#JewsAndArabsRefuseToBeEnemies


Die Zahl der Todesopfer durch die in die jüngste kriegerische Eskalation des Nahost-Konfliktes steigt immer weiter. Mittlerweile sind es mehr als 600, darunter zahlreiche Unbeteiligte. Ungeachtet der Frage, wer Schuld ist an dem seit Jahrzehnten schwelenden Konflikt, rückt eines auf beiden Seiten oft in den Hintergrund. Es ist nicht die Bevölkerung, die diesen Krieg heraufbeschworen hat. Die Mehrheit der Palästinenser und Israelis wünscht sich Frieden, ein Leben ohne Bomben, ohne Leid und Tod als tägliche Begleiter.

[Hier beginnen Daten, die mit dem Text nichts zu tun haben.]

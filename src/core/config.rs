use std::env;
use std::time::Duration;

use crate::shared::validation::SQL_IDENTIFIER_REGEX;

#[derive(Debug, Clone)]
pub struct Config {
    pub app: AppConfig,
    pub database: DatabaseConfig,
    pub warehouse: WarehouseConfig,
    pub admin: AdminConfig,
    pub swagger: SwaggerConfig,
    /// `None` when `MINIO_ENDPOINT` is not set; preview image uploads are then rejected
    pub minio: Option<MinIOConfig>,
}

#[derive(Debug, Clone)]
pub struct AppConfig {
    pub host: String,
    pub port: u16,
    pub cors_allowed_origins: Vec<String>,
}

#[derive(Debug, Clone)]
pub struct DatabaseConfig {
    pub url: String,
    pub max_connections: u32,
    pub min_connections: u32,
    pub acquire_timeout_secs: u64,
    pub idle_timeout_secs: u64,
    pub max_lifetime_secs: u64,
}

/// Location of the two reference tables inside the warehouse
#[derive(Debug, Clone, PartialEq, Eq)]
pub struct WarehouseConfig {
    pub schema: String,
    pub categories_table: String,
    pub works_table: String,
}

/// Shared-password admin access
#[derive(Clone)]
pub struct AdminConfig {
    pub password: String,
    pub session_ttl: Duration,
}

#[derive(Debug, Clone)]
pub struct SwaggerConfig {
    pub username: Option<String>,
    pub password: Option<String>,
    pub title: String,
    pub version: String,
    pub description: String,
}

/// MinIO/S3 storage configuration for work preview images
#[derive(Debug, Clone)]
pub struct MinIOConfig {
    /// MinIO/S3 endpoint URL
    pub endpoint: String,
    /// Public endpoint URL for publicly accessible files (defaults to endpoint)
    pub public_endpoint: String,
    pub access_key: String,
    pub secret_key: String,
    pub bucket: String,
    pub region: String,
    /// Prefix for public files (e.g., "public")
    pub public_prefix: String,
}

impl Config {
    pub fn from_env() -> Result<Self, String> {
        // Load .env file if exists, ignore if not found (optional for production)
        if let Err(e) = dotenvy::dotenv() {
            if !e.to_string().contains("not found") {
                eprintln!("Warning: Error loading .env file: {}", e);
            }
        }

        Ok(Config {
            app: AppConfig::from_env()?,
            database: DatabaseConfig::from_env()?,
            warehouse: WarehouseConfig::from_env()?,
            admin: AdminConfig::from_env()?,
            swagger: SwaggerConfig::from_env()?,
            minio: MinIOConfig::from_env()?,
        })
    }
}

impl AppConfig {
    pub fn from_env() -> Result<Self, String> {
        let host = env::var("HOST").unwrap_or_else(|_| "127.0.0.1".to_string());
        let port = env::var("PORT")
            .unwrap_or_else(|_| "3000".to_string())
            .parse::<u16>()
            .map_err(|e| format!("Invalid PORT: {}", e))?;

        // Parse CORS allowed origins from comma-separated string
        let cors_allowed_origins = env::var("CORS_ALLOWED_ORIGINS")
            .unwrap_or_else(|_| "*".to_string())
            .split(',')
            .map(|s| s.trim().to_string())
            .filter(|s| !s.is_empty())
            .collect();

        Ok(Self {
            host,
            port,
            cors_allowed_origins,
        })
    }

    pub fn server_address(&self) -> String {
        format!("{}:{}", self.host, self.port)
    }
}

impl DatabaseConfig {
    const DEFAULT_MAX_CONNECTIONS: u32 = 5;
    const DEFAULT_MIN_CONNECTIONS: u32 = 1;
    const DEFAULT_ACQUIRE_TIMEOUT_SECS: u64 = 5;
    const DEFAULT_IDLE_TIMEOUT_SECS: u64 = 600; // 10 minutes
    const DEFAULT_MAX_LIFETIME_SECS: u64 = 1800; // 30 minutes

    pub fn from_env() -> Result<Self, String> {
        let url = env::var("DATABASE_URL").map_err(|_| "DATABASE_URL must be set".to_string())?;

        let max_connections = env::var("DB_MAX_CONNECTIONS")
            .unwrap_or_else(|_| Self::DEFAULT_MAX_CONNECTIONS.to_string())
            .parse::<u32>()
            .map_err(|_| "DB_MAX_CONNECTIONS must be a valid number".to_string())?;

        let min_connections = env::var("DB_MIN_CONNECTIONS")
            .unwrap_or_else(|_| Self::DEFAULT_MIN_CONNECTIONS.to_string())
            .parse::<u32>()
            .map_err(|_| "DB_MIN_CONNECTIONS must be a valid number".to_string())?;

        let acquire_timeout_secs = env::var("DB_ACQUIRE_TIMEOUT_SECS")
            .unwrap_or_else(|_| Self::DEFAULT_ACQUIRE_TIMEOUT_SECS.to_string())
            .parse::<u64>()
            .map_err(|_| "DB_ACQUIRE_TIMEOUT_SECS must be a valid number".to_string())?;

        let idle_timeout_secs = env::var("DB_IDLE_TIMEOUT_SECS")
            .unwrap_or_else(|_| Self::DEFAULT_IDLE_TIMEOUT_SECS.to_string())
            .parse::<u64>()
            .map_err(|_| "DB_IDLE_TIMEOUT_SECS must be a valid number".to_string())?;

        let max_lifetime_secs = env::var("DB_MAX_LIFETIME_SECS")
            .unwrap_or_else(|_| Self::DEFAULT_MAX_LIFETIME_SECS.to_string())
            .parse::<u64>()
            .map_err(|_| "DB_MAX_LIFETIME_SECS must be a valid number".to_string())?;

        Ok(Self {
            url,
            max_connections,
            min_connections,
            acquire_timeout_secs,
            idle_timeout_secs,
            max_lifetime_secs,
        })
    }
}

impl WarehouseConfig {
    pub fn from_env() -> Result<Self, String> {
        let schema = env::var("WAREHOUSE_SCHEMA").unwrap_or_else(|_| "settings".to_string());
        let categories_table =
            env::var("CATEGORIES_TABLE").unwrap_or_else(|_| "works_categories".to_string());
        let works_table = env::var("WORKS_TABLE").unwrap_or_else(|_| "works_index".to_string());

        Self::new(schema, categories_table, works_table)
    }

    /// Build a warehouse location, rejecting names that are not plain SQL identifiers.
    /// Table names end up in statement text, so only bound values may carry user input.
    pub fn new(schema: String, categories_table: String, works_table: String) -> Result<Self, String> {
        for (var, value) in [
            ("WAREHOUSE_SCHEMA", &schema),
            ("CATEGORIES_TABLE", &categories_table),
            ("WORKS_TABLE", &works_table),
        ] {
            if !SQL_IDENTIFIER_REGEX.is_match(value) {
                return Err(format!("{} must be a plain SQL identifier, got '{}'", var, value));
            }
        }

        Ok(Self {
            schema,
            categories_table,
            works_table,
        })
    }

    /// Fully qualified categories table, e.g. `"settings"."works_categories"`
    pub fn categories_ref(&self) -> String {
        format!("\"{}\".\"{}\"", self.schema, self.categories_table)
    }

    /// Fully qualified works table, e.g. `"settings"."works_index"`
    pub fn works_ref(&self) -> String {
        format!("\"{}\".\"{}\"", self.schema, self.works_table)
    }
}

impl Default for WarehouseConfig {
    fn default() -> Self {
        Self {
            schema: "settings".to_string(),
            categories_table: "works_categories".to_string(),
            works_table: "works_index".to_string(),
        }
    }
}

impl AdminConfig {
    const DEFAULT_PASSWORD: &'static str = "admin123";
    const DEFAULT_SESSION_TTL_SECS: u64 = 8 * 60 * 60; // 8 hours

    pub fn from_env() -> Result<Self, String> {
        let password = match env::var("ADMIN_PASSWORD").ok().filter(|s| !s.is_empty()) {
            Some(password) => password,
            None => {
                tracing::warn!("ADMIN_PASSWORD not set, falling back to the default password");
                Self::DEFAULT_PASSWORD.to_string()
            }
        };

        let session_ttl_secs = env::var("ADMIN_SESSION_TTL_SECS")
            .unwrap_or_else(|_| Self::DEFAULT_SESSION_TTL_SECS.to_string())
            .parse::<u64>()
            .map_err(|_| "ADMIN_SESSION_TTL_SECS must be a valid number".to_string())?;

        Ok(Self {
            password,
            session_ttl: Duration::from_secs(session_ttl_secs),
        })
    }
}

impl std::fmt::Debug for AdminConfig {
    fn fmt(&self, f: &mut std::fmt::Formatter<'_>) -> std::fmt::Result {
        f.debug_struct("AdminConfig")
            .field("password", &"<redacted>")
            .field("session_ttl", &self.session_ttl)
            .finish()
    }
}

impl SwaggerConfig {
    pub fn from_env() -> Result<Self, String> {
        // Only use credentials if they are non-empty
        let username = env::var("SWAGGER_USERNAME").ok().filter(|s| !s.is_empty());
        let password = env::var("SWAGGER_PASSWORD").ok().filter(|s| !s.is_empty());
        let title = env::var("SWAGGER_TITLE").unwrap_or_else(|_| "Works Admin API".to_string());
        let version = env::var("SWAGGER_VERSION").unwrap_or_else(|_| "0.1.0".to_string());
        let description = env::var("SWAGGER_DESCRIPTION")
            .unwrap_or_else(|_| "Administration of work categories and works".to_string());

        Ok(Self {
            username,
            password,
            title,
            version,
            description,
        })
    }

    /// Returns credentials in "username:password" format if auth is enabled
    pub fn credentials(&self) -> Option<String> {
        match (&self.username, &self.password) {
            (Some(user), Some(pass)) => Some(format!("{}:{}", user, pass)),
            _ => None,
        }
    }
}

impl MinIOConfig {
    pub fn from_env() -> Result<Option<Self>, String> {
        let endpoint = match env::var("MINIO_ENDPOINT").ok().filter(|s| !s.is_empty()) {
            Some(endpoint) => endpoint,
            None => return Ok(None),
        };

        // Public endpoint defaults to the main endpoint if not specified
        let public_endpoint =
            env::var("MINIO_PUBLIC_ENDPOINT").unwrap_or_else(|_| endpoint.clone());

        let access_key = env::var("MINIO_ACCESS_KEY")
            .map_err(|_| "MINIO_ACCESS_KEY is required when MINIO_ENDPOINT is set".to_string())?;

        let secret_key = env::var("MINIO_SECRET_KEY")
            .map_err(|_| "MINIO_SECRET_KEY is required when MINIO_ENDPOINT is set".to_string())?;

        let bucket = env::var("MINIO_BUCKET").unwrap_or_else(|_| "works-admin".to_string());

        let region = env::var("MINIO_REGION").unwrap_or_else(|_| "us-east-1".to_string());

        let public_prefix =
            env::var("MINIO_PUBLIC_PREFIX").unwrap_or_else(|_| "public".to_string());

        Ok(Some(Self {
            endpoint,
            public_endpoint,
            access_key,
            secret_key,
            bucket,
            region,
            public_prefix,
        }))
    }
}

Auf Twitter verbreitet sich dazu gerade der Hashtag #JewsAndArabsRefuseToBeEnemies – Juden und Araber wollen keine Feinde sein. Dort laden Juden wie Araber Bilder von sich mit Freunden und Familienmitglieder der anderen Seite hoch. Sie zeigen: Es geht auch friedlich und demonstriere gegen den Hass. Gestartet haben diese Aktion der 23-Jährige Abraham Gutman und seine Kommilitonin Dania Darwish. Bekannt wurde sie durch die Journalistin Sulome Anderson . Sie postete ein Foto von sich und ihrem Freund. Dazu schrieb sie: „Er nennt mich Neshama, ich nenne ihn Habibi. Liebe spricht nicht die Sprache der Besetzung.“

Nun könnte man bemängeln, dass ein paar Fotos das Grundproblem nicht lösen. Das ist sicher richtig, denn der Kern des Konfliktes liegt tief in der Geschichte, der Hass auf die jeweils anderen ist tief verwurzelt und wird durch Erziehung und mediale Propaganda von einer Generation an die andere weitergegeben. Doch der Hashtag ist ein Anfang. Die Aktion zeigt: Zwischen all dem Hass, all den Bomben und Trümmern leben Menschen. Menschen, die sich nach Frieden sehnen.